Just in time for your holiday weekend browsing, a new Microsoft Internet Explorer flaw has surfaced that could allow a hacker to take control of your PC.
A Microsoft advisory acknowledging the existence of the flaw was issued late yesterday after security firm SEC Consult published proof of concept code online.
The vulnerability stems from a COM (define) flaw (javaprxy.dll) that, according to the Microsoft security advisory, "could cause Internet Explorer to unexpectedly exit."
According to the advisory, Microsoft is investigating an exploitable condition of the vulnerability, which could potentially allow a hacker to run arbitrary code and take control of the compromised system.
SEC Consult claims it reported the vulnerability to Microsoft on June 17, which Microsoft responded to.
On June 29, Microsoft allegedly informed SEC Consult that the flaw was not exploitable.

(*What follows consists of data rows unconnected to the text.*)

use std::fs::File;

use byteorder::{BigEndian, ByteOrder, LittleEndian};
use image::{ImageBuffer, Rgb, RgbImage};
use tempfile::tempdir;
use tiff::decoder::Decoder;
use tiff::encoder::{TiffEncoder, colortype};
use tiff::tags::Tag;

use super::{
    ChannelRecord, Description, IoError, META_DATA_TAG, MetadataDecodeError, RawRecord,
    TAG_COLOR_TABLE, TAG_CONTRAST_WINDOW, apply_channel_metadata, decode_record,
    encode_channel_metadata, encode_record, pack_metadata_block, read_image, save_snapshot_png,
    unpack_metadata_block, write_image,
};
use super::tiff::byte_values;
use crate::model::{
    BlankFill, CalibrationFunction, ColorTable, Dimensions, Image5D, LutUpdateMode, PixelBuffer,
    PixelType, Position, SpatialCalibration,
};

fn two_channel_image() -> Image5D {
    let dims = Dimensions::new(4, 3, 2, 1, 1).expect("dims");
    Image5D::blank("codec", PixelType::U8, dims, BlankFill::Black)
}

fn annotated_image() -> Image5D {
    let mut image = two_channel_image();
    image.set_channel_labels(&["Ch-1"]).expect("labels");
    let mut display = image.channel_display_properties(1).expect("display");
    display.set_display_range(10.0, 240.0);
    display.min_threshold = 20.0;
    display.max_threshold = 200.0;
    display.lut_update_mode = LutUpdateMode::OverUnder;
    display.displayed_gray = true;
    display.displayed_in_overlay = true;
    display.color_table = ColorTable::from_color([0, 255, 0]);
    image
        .set_channel_display_properties(1, &display)
        .expect("set display");
    image
        .channel_calibration_mut(0)
        .expect("calibration")
        .set_function(CalibrationFunction::StraightLine, &[1.5, 2.0], "OD", true);
    image
}

#[test]
fn channel_metadata_survives_encode_and_apply() {
    let source = annotated_image();
    let records = encode_channel_metadata(&source).expect("encode");
    let mut restored = two_channel_image();
    let summary = apply_channel_metadata(&mut restored, &records).expect("apply");

    assert!(summary.skipped.is_empty());
    assert_eq!(summary.applied, records.len());
    assert_eq!(summary.has_color_table, vec![true, true]);
    assert_eq!(restored.channel_calibration(0).expect("cal").label(), "Ch-1");
    assert_eq!(restored.channel_calibration(1).expect("cal").label(), "");
    for channel in 0..2 {
        assert_eq!(
            restored.channel_display_properties(channel).expect("display"),
            source.channel_display_properties(channel).expect("display")
        );
    }
    let calibration = restored.channel_calibration(0).expect("cal");
    assert_eq!(calibration.function(), CalibrationFunction::StraightLine);
    assert_eq!(calibration.coefficients(), &[1.5, 2.0]);
    assert_eq!(calibration.value_unit(), "OD");
    assert!(calibration.is_zero_clip());
    assert!(!restored.channel_calibration(1).expect("cal").is_calibrated());
}

#[test]
fn record_bodies_use_one_based_big_endian_channels() {
    let raw = encode_record(&ChannelRecord::ContrastWindow {
        channel: 1,
        min: 10.0,
        max: 240.0,
    });
    assert_eq!(raw.tag, TAG_CONTRAST_WINDOW);
    assert_eq!(raw.body.len(), 24);
    assert_eq!(&raw.body[..8], &[0, 0, 0, 1, 0, 0, 0, 2]);
    assert_eq!(&raw.body[8..16], &10.0_f64.to_be_bytes());
}

#[test]
fn unknown_tags_are_skipped_and_the_rest_applies() {
    let mut records = encode_channel_metadata(&annotated_image()).expect("encode");
    records.insert(
        0,
        RawRecord {
            tag: 0x0058_5858,
            body: vec![0, 0, 0, 1, 0, 0, 0, 1, 42],
        },
    );
    let mut restored = two_channel_image();
    let summary = apply_channel_metadata(&mut restored, &records).expect("apply");
    assert_eq!(summary.unknown, 1);
    assert!(summary.skipped.is_empty());
    assert_eq!(restored.channel_calibration(0).expect("cal").label(), "Ch-1");
}

#[test]
fn unknown_subtype_is_ignored() {
    let mut raw = encode_record(&ChannelRecord::DisplayedGray {
        channel: 0,
        value: true,
    });
    raw.body[3] = 9;
    assert_eq!(decode_record(&raw, 2), Ok(None));
}

#[test]
fn malformed_record_is_skipped_without_aborting() {
    let mut records = encode_channel_metadata(&annotated_image()).expect("encode");
    let lut = records
        .iter_mut()
        .find(|record| record.tag == TAG_COLOR_TABLE)
        .expect("lut record");
    lut.body.truncate(100);

    let mut restored = two_channel_image();
    let summary = apply_channel_metadata(&mut restored, &records).expect("apply");
    assert_eq!(summary.skipped.len(), 1);
    assert!(matches!(
        summary.skipped[0],
        MetadataDecodeError::LengthMismatch {
            tag: TAG_COLOR_TABLE,
            actual: 100,
            ..
        }
    ));
    assert_eq!(summary.has_color_table, vec![false, true]);
    assert_eq!(restored.channel_calibration(0).expect("cal").label(), "Ch-1");
}

#[test]
fn out_of_range_channel_is_reported() {
    let raw = encode_record(&ChannelRecord::ContrastWindow {
        channel: 4,
        min: 0.0,
        max: 1.0,
    });
    assert_eq!(
        decode_record(&raw, 2),
        Err(MetadataDecodeError::ChannelOutOfRange {
            tag: TAG_CONTRAST_WINDOW,
            channel: 5,
            channels: 2
        })
    );
}

#[test]
fn calibration_is_written_with_a_length_prefixed_unit() {
    let raw = encode_record(&ChannelRecord::Calibration {
        channel: 0,
        function: CalibrationFunction::StraightLine,
        coefficients: vec![0.5, 3.0],
        zero_clip: true,
        unit: "OD".to_string(),
    });
    assert_eq!(raw.tag, super::TAG_CALIBRATION);
    assert_eq!(&raw.body[..8], &[0, 0, 0, 2, 0, 0, 0, 1]);
    let unit_at = raw.body.len() - 6;
    assert_eq!(&raw.body[unit_at..unit_at + 4], &2_i32.to_be_bytes());
    assert_eq!(&raw.body[unit_at + 4..], b"OD");
}

#[test]
fn calibration_with_trailing_unit_is_read() {
    let mut body = vec![0, 0, 0, 1, 0, 0, 0, 1];
    body.extend_from_slice(&0_i32.to_be_bytes());
    body.extend_from_slice(&2_i32.to_be_bytes());
    body.extend_from_slice(&0.5_f64.to_be_bytes());
    body.extend_from_slice(&3.0_f64.to_be_bytes());
    body.push(0);
    body.extend_from_slice(b"Gray Value");
    let raw = RawRecord {
        tag: super::TAG_CALIBRATION,
        body,
    };
    let record = decode_record(&raw, 1).expect("decode").expect("known");
    assert_eq!(
        record,
        ChannelRecord::Calibration {
            channel: 0,
            function: CalibrationFunction::StraightLine,
            coefficients: vec![0.5, 3.0],
            zero_clip: false,
            unit: "Gray Value".to_string(),
        }
    );
}

#[test]
fn metadata_block_round_trips_in_both_byte_orders() {
    let records = encode_channel_metadata(&annotated_image()).expect("encode");
    let (counts, data) = pack_metadata_block::<BigEndian>(&records);
    assert_eq!(counts.len(), records.len() + 1);
    assert_eq!(&data[..4], b"IJIJ");
    assert_eq!(
        unpack_metadata_block(&counts, &data).expect("unpack"),
        records
    );

    let (little_counts, little) = pack_metadata_block::<LittleEndian>(&records);
    assert_eq!(little_counts, counts);
    assert_eq!(&little[..4], b"JIJI");
    assert_eq!(&little[counts[0] as usize..], &data[counts[0] as usize..]);
    assert_eq!(
        unpack_metadata_block(&counts, &little).expect("unpack little endian"),
        records
    );

    let mut broken = data;
    broken[0] = b'X';
    assert!(matches!(
        unpack_metadata_block(&counts, &broken),
        Err(MetadataDecodeError::MalformedBlock(_))
    ));
}

#[test]
fn metadata_header_follows_the_tiff_byte_order() {
    let dir = tempdir().expect("tempdir");
    let path = dir.path().join("order.tif");
    let image = annotated_image();
    write_image(&path, &image).expect("write tiff");

    let bytes = std::fs::read(&path).expect("read bytes");
    assert_eq!(&bytes[..2], b"II");
    let mut decoder = Decoder::new(File::open(&path).expect("open")).expect("decoder");
    let data = decoder
        .find_tag(Tag::Unknown(META_DATA_TAG))
        .expect("find tag")
        .and_then(byte_values)
        .expect("metadata bytes");
    assert_eq!(LittleEndian::read_u32(&data[..4]), 0x494a_494a);
    let records = encode_channel_metadata(&image).expect("encode");
    assert_eq!(LittleEndian::read_u32(&data[4..8]), records[0].tag);
    assert_eq!(LittleEndian::read_u32(&data[8..12]), 1);
}

#[test]
fn oversized_hyperstack_counts_fall_back_to_a_z_stack() {
    let description = Description::parse("ImageJ=1.54f\nchannels=9223372036854775809\nslices=2\n");
    assert_eq!(description.hyperstack_shape(2), None);

    let dir = tempdir().expect("tempdir");
    let path = dir.path().join("crafted.tif");
    {
        let mut encoder = TiffEncoder::new(File::create(&path).expect("create")).expect("encoder");
        for page in 0..2u8 {
            let mut page_image = encoder
                .new_image::<colortype::Gray8>(2, 2)
                .expect("page");
            page_image
                .encoder()
                .write_tag(
                    Tag::ImageDescription,
                    "ImageJ=1.54f\nchannels=9223372036854775809\nslices=2\n",
                )
                .expect("description");
            page_image.write_data(&[page; 4]).expect("data");
        }
    }
    let image = read_image(&path).expect("read crafted tiff");
    assert_eq!(image.dimensions(), Dimensions::new(2, 2, 1, 2, 1).expect("dims"));
}

#[test]
fn description_properties_round_trip() {
    let mut image = two_channel_image();
    image.set_spatial_calibration(SpatialCalibration {
        pixel_depth: 0.5,
        frame_interval: 2.0,
        unit: "micron".to_string(),
        ..SpatialCalibration::default()
    });
    let text = Description::for_image(&image).format();
    assert!(text.starts_with("ImageJ="));
    assert!(text.contains("channels=2\n"));
    assert!(text.contains("hyperstack=true\n"));

    let parsed = Description::parse(&text);
    assert!(parsed.is_image5d());
    assert_eq!(parsed.hyperstack_shape(2), Some((2, 1, 1)));
    assert_eq!(parsed.hyperstack_shape(3), None);
    assert_eq!(parsed.spatial_calibration(), *image.spatial_calibration());
}

#[test]
fn tiff_round_trip_preserves_pixels_and_channel_metadata() {
    let dir = tempdir().expect("tempdir");
    let path = dir.path().join("round.tif");
    let planes = (0..12)
        .map(|index| PixelBuffer::U16((0..6).map(|offset| index * 100 + offset).collect()))
        .collect();
    let mut image = Image5D::from_stack("round", 3, 2, planes, 2, 3, 2).expect("image");
    image.set_channel_labels(&["DAPI", "GFP"]).expect("labels");
    image
        .set_position(Position::plane(1, 0, 0))
        .expect("position");
    image.live_display_mut().set_display_range(5.0, 900.0);

    write_image(&path, &image).expect("write tiff");
    let restored = read_image(&path).expect("read tiff");

    assert_eq!(restored.title(), "round");
    assert_eq!(restored.dimensions(), image.dimensions());
    assert_eq!(restored.pixel_type(), PixelType::U16);
    assert_eq!(restored.to_stack(), image.to_stack());
    assert_eq!(restored.channel_calibration(1).expect("cal").label(), "GFP");
    let display = restored.channel_display_properties(1).expect("display");
    assert_eq!((display.min_value, display.max_value), (5.0, 900.0));
    assert_eq!(restored.current_position(), Some(Position::default()));
}

#[test]
fn plain_tiff_loads_as_z_stack_with_hue_colors() {
    let dir = tempdir().expect("tempdir");
    let path = dir.path().join("plain.tiff");
    {
        let mut encoder = TiffEncoder::new(File::create(&path).expect("create")).expect("encoder");
        for page in 0..3u8 {
            encoder
                .write_image::<colortype::Gray8>(2, 2, &[page; 4])
                .expect("page");
        }
    }
    let image = read_image(&path).expect("read");
    assert_eq!(image.dimensions(), Dimensions::new(2, 2, 1, 3, 1).expect("dims"));
    assert_eq!(image.pixel(&Position::new(1, 1, 0, 2, 0)).expect("pixel"), 2.0);
    let table = image.channel_display_properties(0).expect("display").color_table;
    assert_eq!(table.end_color(), [255, 0, 0]);
}

#[test]
fn rgb_png_becomes_three_colored_channels() {
    let dir = tempdir().expect("tempdir");
    let path = dir.path().join("color.png");
    let mut buffer = ImageBuffer::<Rgb<u8>, Vec<u8>>::new(2, 1);
    buffer.put_pixel(0, 0, Rgb([255, 0, 0]));
    buffer.put_pixel(1, 0, Rgb([0, 128, 0]));
    buffer.save(&path).expect("save png");

    let image = read_image(&path).expect("read png");
    assert_eq!(image.n_channels(), 3);
    assert_eq!(image.pixel(&Position::new(1, 0, 1, 0, 0)).expect("pixel"), 128.0);
    assert_eq!(image.channel_calibration(2).expect("cal").label(), "Blue");
    let green = image.channel_display_properties(1).expect("display").color_table;
    assert_eq!(green.end_color(), [0, 255, 0]);
}

#[test]
fn image5d_cannot_be_written_as_png() {
    let dir = tempdir().expect("tempdir");
    let error = write_image(dir.path().join("out.png"), &two_channel_image())
        .expect_err("png cannot hold five dimensions");
    assert!(matches!(error, IoError::UnsupportedFormat(ref ext) if ext == "png"));

    let snapshot = RgbImage::new(2, 2);
    save_snapshot_png(dir.path().join("snap.png"), &snapshot).expect("snapshot");
    assert!(save_snapshot_png(dir.path().join("snap.bmp"), &snapshot).is_err());
}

At that point, the security firm publicly released its own advisory, which includes a simple proof of concept code.
Microsoft's advisory notes that, "while this issue was first reported to Microsoft responsibly, details about the reported vulnerability have been
made public."
A Microsoft spokesperson was not immediately available for comment.
There is currently no patch for the vulnerability, which could potentially be executed from an attacker's HTML page that is embedded with certain code
that could trigger the COM flaw.
Until a patch is made available, Microsoft is recommending that users set their IE zone security settings for both Internet and intranets to "High."